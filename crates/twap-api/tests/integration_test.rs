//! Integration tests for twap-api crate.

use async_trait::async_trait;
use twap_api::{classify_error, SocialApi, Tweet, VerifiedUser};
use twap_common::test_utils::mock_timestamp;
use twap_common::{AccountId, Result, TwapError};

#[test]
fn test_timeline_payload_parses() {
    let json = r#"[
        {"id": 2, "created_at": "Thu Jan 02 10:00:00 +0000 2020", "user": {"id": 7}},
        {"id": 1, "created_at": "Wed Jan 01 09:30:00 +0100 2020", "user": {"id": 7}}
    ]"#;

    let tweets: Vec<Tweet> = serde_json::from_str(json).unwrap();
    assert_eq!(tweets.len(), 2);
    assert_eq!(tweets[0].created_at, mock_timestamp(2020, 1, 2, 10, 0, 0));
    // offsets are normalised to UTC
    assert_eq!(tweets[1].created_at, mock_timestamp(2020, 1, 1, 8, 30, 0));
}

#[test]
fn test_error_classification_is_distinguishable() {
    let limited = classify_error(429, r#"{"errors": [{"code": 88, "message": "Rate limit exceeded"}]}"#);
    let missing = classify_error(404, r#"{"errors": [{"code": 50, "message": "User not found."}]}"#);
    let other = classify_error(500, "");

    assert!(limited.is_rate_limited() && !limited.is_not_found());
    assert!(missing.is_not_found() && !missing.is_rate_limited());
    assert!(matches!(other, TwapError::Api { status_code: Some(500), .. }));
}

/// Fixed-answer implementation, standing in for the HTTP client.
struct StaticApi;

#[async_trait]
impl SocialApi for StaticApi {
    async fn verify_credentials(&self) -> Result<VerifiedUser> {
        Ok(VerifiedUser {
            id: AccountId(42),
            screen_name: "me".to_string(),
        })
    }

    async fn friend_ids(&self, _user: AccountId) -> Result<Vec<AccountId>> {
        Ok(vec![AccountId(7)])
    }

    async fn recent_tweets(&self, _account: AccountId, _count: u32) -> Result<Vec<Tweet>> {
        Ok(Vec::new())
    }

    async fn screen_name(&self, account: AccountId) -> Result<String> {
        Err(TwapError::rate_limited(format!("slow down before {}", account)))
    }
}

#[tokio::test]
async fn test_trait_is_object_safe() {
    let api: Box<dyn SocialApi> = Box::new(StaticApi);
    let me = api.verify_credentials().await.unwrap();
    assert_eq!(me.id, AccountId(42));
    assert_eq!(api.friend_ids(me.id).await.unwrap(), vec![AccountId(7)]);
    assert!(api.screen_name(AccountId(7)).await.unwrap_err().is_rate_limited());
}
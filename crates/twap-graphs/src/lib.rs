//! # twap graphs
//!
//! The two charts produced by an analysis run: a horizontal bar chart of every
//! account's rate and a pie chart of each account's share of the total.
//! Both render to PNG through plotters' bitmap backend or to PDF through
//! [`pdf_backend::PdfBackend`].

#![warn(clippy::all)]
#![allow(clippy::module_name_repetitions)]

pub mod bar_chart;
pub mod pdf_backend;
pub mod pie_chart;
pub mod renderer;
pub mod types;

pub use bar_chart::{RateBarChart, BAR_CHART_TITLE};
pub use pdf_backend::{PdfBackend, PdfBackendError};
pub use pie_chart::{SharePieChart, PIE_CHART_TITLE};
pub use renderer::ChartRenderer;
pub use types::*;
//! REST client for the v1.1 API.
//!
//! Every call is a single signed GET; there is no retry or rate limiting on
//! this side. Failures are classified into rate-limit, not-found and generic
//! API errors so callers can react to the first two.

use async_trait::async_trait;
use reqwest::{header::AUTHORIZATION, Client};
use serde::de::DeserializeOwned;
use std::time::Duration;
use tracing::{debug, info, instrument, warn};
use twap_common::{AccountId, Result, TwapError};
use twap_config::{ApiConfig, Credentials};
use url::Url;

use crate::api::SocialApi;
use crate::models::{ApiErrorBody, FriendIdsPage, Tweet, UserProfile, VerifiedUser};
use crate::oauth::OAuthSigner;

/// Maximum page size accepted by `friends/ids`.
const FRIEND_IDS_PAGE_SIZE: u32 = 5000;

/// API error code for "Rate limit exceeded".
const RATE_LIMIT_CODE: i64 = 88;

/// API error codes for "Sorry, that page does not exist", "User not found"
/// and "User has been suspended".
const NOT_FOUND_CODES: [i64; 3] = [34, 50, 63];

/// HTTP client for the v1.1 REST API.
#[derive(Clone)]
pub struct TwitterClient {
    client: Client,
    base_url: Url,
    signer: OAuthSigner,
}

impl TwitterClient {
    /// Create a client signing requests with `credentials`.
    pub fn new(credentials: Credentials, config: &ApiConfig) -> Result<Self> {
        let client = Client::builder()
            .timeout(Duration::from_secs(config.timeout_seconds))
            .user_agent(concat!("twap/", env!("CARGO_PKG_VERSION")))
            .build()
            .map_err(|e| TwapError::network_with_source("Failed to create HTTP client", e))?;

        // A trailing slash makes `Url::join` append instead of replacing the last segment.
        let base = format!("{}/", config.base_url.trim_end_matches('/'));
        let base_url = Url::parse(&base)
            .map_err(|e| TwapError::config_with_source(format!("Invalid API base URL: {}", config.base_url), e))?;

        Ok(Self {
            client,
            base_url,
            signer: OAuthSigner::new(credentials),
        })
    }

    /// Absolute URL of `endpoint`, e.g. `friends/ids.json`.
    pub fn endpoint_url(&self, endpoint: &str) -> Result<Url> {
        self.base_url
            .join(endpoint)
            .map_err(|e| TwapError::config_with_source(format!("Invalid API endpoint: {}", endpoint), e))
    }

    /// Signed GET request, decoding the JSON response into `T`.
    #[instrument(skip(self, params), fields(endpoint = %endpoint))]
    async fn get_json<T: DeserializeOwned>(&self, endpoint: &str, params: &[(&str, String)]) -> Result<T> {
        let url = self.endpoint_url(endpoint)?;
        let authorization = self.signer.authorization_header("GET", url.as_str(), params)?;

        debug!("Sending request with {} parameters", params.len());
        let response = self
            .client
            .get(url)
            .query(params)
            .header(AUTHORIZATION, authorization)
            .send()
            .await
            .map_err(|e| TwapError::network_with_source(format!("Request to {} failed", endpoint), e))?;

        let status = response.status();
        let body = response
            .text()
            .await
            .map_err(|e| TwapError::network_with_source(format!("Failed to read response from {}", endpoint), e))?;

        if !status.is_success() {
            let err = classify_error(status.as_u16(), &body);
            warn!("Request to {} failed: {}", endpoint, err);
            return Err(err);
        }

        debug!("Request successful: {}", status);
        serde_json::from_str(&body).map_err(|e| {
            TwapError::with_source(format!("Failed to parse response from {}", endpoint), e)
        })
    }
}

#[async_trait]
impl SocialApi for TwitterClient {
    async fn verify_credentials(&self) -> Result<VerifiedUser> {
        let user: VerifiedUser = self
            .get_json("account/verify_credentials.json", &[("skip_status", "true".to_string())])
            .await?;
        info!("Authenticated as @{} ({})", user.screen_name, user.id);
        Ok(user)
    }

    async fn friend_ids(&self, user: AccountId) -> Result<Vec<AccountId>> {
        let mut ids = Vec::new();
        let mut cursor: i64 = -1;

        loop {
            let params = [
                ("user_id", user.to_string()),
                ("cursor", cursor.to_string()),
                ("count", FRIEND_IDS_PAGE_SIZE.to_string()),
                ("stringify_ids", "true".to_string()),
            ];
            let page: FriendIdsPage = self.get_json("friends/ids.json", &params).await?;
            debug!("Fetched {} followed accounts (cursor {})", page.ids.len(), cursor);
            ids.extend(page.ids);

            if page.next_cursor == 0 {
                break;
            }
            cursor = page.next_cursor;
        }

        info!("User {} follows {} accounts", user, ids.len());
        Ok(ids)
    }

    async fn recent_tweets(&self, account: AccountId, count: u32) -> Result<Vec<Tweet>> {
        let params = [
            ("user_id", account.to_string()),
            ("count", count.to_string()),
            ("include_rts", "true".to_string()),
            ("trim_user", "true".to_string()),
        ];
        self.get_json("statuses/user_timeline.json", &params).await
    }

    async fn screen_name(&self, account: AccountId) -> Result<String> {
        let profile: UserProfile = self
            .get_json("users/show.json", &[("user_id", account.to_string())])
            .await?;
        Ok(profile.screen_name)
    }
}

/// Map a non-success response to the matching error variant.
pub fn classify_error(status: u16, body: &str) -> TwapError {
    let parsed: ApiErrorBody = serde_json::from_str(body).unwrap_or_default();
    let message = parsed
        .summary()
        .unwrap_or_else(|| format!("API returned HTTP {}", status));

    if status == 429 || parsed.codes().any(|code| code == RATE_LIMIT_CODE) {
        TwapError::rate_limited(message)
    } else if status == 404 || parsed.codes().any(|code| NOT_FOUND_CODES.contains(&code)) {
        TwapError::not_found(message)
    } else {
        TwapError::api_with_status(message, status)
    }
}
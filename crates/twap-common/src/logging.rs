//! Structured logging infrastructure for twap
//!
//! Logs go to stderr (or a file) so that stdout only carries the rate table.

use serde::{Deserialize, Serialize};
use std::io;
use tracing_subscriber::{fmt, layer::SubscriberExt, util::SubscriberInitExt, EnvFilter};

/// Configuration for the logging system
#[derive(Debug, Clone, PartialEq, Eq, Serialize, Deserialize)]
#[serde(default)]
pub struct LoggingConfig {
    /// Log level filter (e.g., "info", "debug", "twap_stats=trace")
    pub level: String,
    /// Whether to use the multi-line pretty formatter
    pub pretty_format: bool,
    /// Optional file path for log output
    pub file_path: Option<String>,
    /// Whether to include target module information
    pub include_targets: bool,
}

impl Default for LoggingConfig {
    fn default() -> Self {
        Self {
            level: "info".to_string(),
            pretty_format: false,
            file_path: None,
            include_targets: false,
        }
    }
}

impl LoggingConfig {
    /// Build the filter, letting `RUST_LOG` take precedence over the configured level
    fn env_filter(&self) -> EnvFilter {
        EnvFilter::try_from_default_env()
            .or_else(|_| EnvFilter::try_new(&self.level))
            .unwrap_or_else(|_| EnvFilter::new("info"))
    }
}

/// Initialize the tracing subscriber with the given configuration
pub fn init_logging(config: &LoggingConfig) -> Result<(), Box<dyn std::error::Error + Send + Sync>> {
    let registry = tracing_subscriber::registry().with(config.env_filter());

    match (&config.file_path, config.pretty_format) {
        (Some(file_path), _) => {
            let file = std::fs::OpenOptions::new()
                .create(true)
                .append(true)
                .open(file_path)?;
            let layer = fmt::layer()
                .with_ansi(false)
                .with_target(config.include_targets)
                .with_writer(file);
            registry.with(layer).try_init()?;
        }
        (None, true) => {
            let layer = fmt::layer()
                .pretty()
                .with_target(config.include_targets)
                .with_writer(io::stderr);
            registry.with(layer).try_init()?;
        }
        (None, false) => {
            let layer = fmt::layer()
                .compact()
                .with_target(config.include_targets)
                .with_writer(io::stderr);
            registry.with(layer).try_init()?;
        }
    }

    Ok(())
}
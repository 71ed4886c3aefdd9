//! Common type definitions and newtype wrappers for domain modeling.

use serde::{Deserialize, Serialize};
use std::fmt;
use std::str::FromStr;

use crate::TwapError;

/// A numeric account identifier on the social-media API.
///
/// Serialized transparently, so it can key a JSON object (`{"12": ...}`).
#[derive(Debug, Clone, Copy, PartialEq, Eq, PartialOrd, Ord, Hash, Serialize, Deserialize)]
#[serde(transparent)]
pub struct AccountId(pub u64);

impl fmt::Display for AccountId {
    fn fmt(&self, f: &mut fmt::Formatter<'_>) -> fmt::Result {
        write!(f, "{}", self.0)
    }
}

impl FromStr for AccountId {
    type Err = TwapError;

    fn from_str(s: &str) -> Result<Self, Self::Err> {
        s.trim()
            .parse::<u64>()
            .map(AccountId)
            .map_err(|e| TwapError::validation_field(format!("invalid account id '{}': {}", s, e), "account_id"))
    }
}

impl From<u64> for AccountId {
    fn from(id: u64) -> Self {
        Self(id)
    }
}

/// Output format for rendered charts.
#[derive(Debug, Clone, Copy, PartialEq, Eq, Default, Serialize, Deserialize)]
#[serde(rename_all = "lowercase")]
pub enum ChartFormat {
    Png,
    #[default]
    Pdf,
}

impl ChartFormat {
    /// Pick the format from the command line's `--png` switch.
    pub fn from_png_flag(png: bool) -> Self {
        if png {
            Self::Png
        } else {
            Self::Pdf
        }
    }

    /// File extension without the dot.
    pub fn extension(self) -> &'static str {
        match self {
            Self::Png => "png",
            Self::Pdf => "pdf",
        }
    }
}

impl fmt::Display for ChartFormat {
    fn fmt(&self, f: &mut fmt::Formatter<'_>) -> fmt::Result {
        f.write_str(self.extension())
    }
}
***
*Requirement*
Each line holding the word "SocialApi" must be pulled from the records.

*Answer area*
use twap_api::{classify_error, SocialApi, Tweet, VerifiedUser};
impl SocialApi for StaticApi {
    let api: Box<dyn SocialApi> = Box::new(StaticApi);
use crate::api::SocialApi;
impl SocialApi for TwitterClient {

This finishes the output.